The bestselling crime writer Georgi Stoev – whose books detail the murky lives of Bulgaria's underworld bosses – was gunned down outside a hotel in central Sofia by two assailants on Monday. A day earlier, Borislav Georgiev, the executive director of a multimillion-pound energy company in charge of maintaining a controversial nuclear power plant, was shot outside his apartment block.

"Urgent action is required in the area of fighting organised crime in Bulgaria," a European Commission spokesman, Mark Gra, said. "Unfortunately, these shootings have continued on regular basis over the past couple of years and without successful prosecution." There have been more than 150 gangland killings in Bulgaria during the past seven years, shootings, stabbings and bombings often dismissed as "revenge killings", and which rarely make it to trial.

The former Soviet-bloc country's membership of the EU was delayed for three years partly due to its failure to clamp down on organised crime, money laundering, and high-level corruption. A monitoring report by the EU in 2006 highlighted these problems, pointing to the lack of action by officials and noting that contract killings rarely resulted in successful investigations and prosecutions.

When Bulgaria did join the EU, along with Romania, in January 2007, the EC again expressed concerns about corruption and organised crime, and imposed monitoring restrictions on the country. Last month, the Commission president, Jose Manuel Barroso, spoke openly about the problem during a visit to Bulgaria."We cannot constantly repeat that more needs to be done," he said. "Endless investigations and delayed court cases do not amount to justice."

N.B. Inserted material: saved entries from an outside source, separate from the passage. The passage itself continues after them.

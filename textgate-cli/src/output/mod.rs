//! Output formatting module

use anyhow::Result;
use serde::{Deserialize, Serialize};

pub mod json;
pub mod text;

pub use json::JsonFormatter;
pub use text::TextFormatter;

/// Outcome of checking one file
#[derive(Debug, Clone, PartialEq, Eq, Serialize, Deserialize)]
pub struct FileReport {
    /// Path of the checked file
    pub path: String,
    /// Whether any section matched
    pub matched: bool,
    /// Index of the matching section
    #[serde(skip_serializing_if = "Option::is_none")]
    pub matched_section: Option<usize>,
    /// Number of sections handed to the condition
    pub sections_tested: usize,
    /// File size in bytes
    pub bytes: u64,
}

/// Supported output formats
#[derive(Debug, Clone, Copy, PartialEq, Eq, Default, clap::ValueEnum, Serialize, Deserialize)]
#[serde(rename_all = "lowercase")]
pub enum OutputFormat {
    /// One line per file
    #[default]
    Text,
    /// JSON array of file reports
    Json,
}

/// Trait for output formatters
pub trait OutputFormatter {
    /// Format and output a single file report
    fn format_report(&mut self, report: &FileReport) -> Result<()>;

    /// Finalize output (e.g., close JSON array)
    fn finish(&mut self) -> Result<()>;
}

The EC looks set to conduct its next monitoring report this summer, which could lead to sanctions including cutting funds to the country, if it finds the government is not doing enough to tackle the problem.

The Bulgarian Prime Minister, Sergei Stanishev, who vowed to intensify the campaign against corruption and organised crime when he took office in 2005, issued a statement yesterday promising to use "tough and focused actions" to tackle these problems.

The Socialist-led coalition government is planning a meeting of all law enforcement bodies to try to establish whether there is a link between the recent killings and known crime rings. Mr Stoev, who said he once belonged to the crime rings he sought to expose, may have been the victim of a revenge attack. "Georgi was murdered by his characters," his publisher, Nedyalko Nedyalkov, said.

The chief prosecutor, Nikolay Kokinov, said the author had contacted him 18 months ago, saying that he was ready to testify against the prominent underworld figure, Mladen Mihalev, also known as "Mad-zho". Mr Kokinov said that Mr Stoev, who wrote a book entitled BG Godfather (The True Story of Madhzo), refused police protection.